-------- Supplied material
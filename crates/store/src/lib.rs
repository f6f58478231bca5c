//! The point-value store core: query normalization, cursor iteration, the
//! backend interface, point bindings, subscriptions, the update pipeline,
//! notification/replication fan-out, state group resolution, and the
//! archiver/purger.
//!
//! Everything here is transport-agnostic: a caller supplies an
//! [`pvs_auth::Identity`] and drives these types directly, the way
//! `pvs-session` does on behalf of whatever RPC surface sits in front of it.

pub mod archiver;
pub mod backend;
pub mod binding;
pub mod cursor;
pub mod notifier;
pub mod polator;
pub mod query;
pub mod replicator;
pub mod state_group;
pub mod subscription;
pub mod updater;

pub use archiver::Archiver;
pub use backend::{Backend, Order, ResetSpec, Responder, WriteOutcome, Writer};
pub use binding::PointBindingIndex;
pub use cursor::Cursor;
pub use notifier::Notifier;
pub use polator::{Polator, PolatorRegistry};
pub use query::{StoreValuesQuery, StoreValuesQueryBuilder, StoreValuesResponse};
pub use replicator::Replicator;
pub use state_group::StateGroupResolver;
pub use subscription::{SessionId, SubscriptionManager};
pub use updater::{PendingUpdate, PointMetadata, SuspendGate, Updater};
----------------
Task statement -
The data must be duplicated exactly, with nothing left out.

Finished task -
filename crates/store/src/lib.rs
repository f6f58478231bca5c
//! The point-value store core: query normalization, cursor iteration, the
//! backend interface, point bindings, subscriptions, the update pipeline,
//! notification/replication fan-out, state group resolution, and the
//! archiver/purger.
//!
//! Everything here is transport-agnostic: a caller supplies an
//! [`pvs_auth::Identity`] and drives these types directly, the way
//! `pvs-session` does on behalf of whatever RPC surface sits in front of it.

pub mod archiver;
pub mod backend;
pub mod binding;
pub mod cursor;
pub mod notifier;
pub mod polator;
pub mod query;
pub mod replicator;
pub mod state_group;
pub mod subscription;
pub mod updater;

pub use archiver::Archiver;
pub use backend::{Backend, Order, ResetSpec, Responder, WriteOutcome, Writer};
pub use binding::PointBindingIndex;
pub use cursor::Cursor;
pub use notifier::Notifier;
pub use polator::{Polator, PolatorRegistry};
pub use query::{StoreValuesQuery, StoreValuesQueryBuilder, StoreValuesResponse};
pub use replicator::Replicator;
pub use state_group::StateGroupResolver;
pub use subscription::{SessionId, SubscriptionManager};
pub use updater::{PendingUpdate, PointMetadata, SuspendGate, Updater};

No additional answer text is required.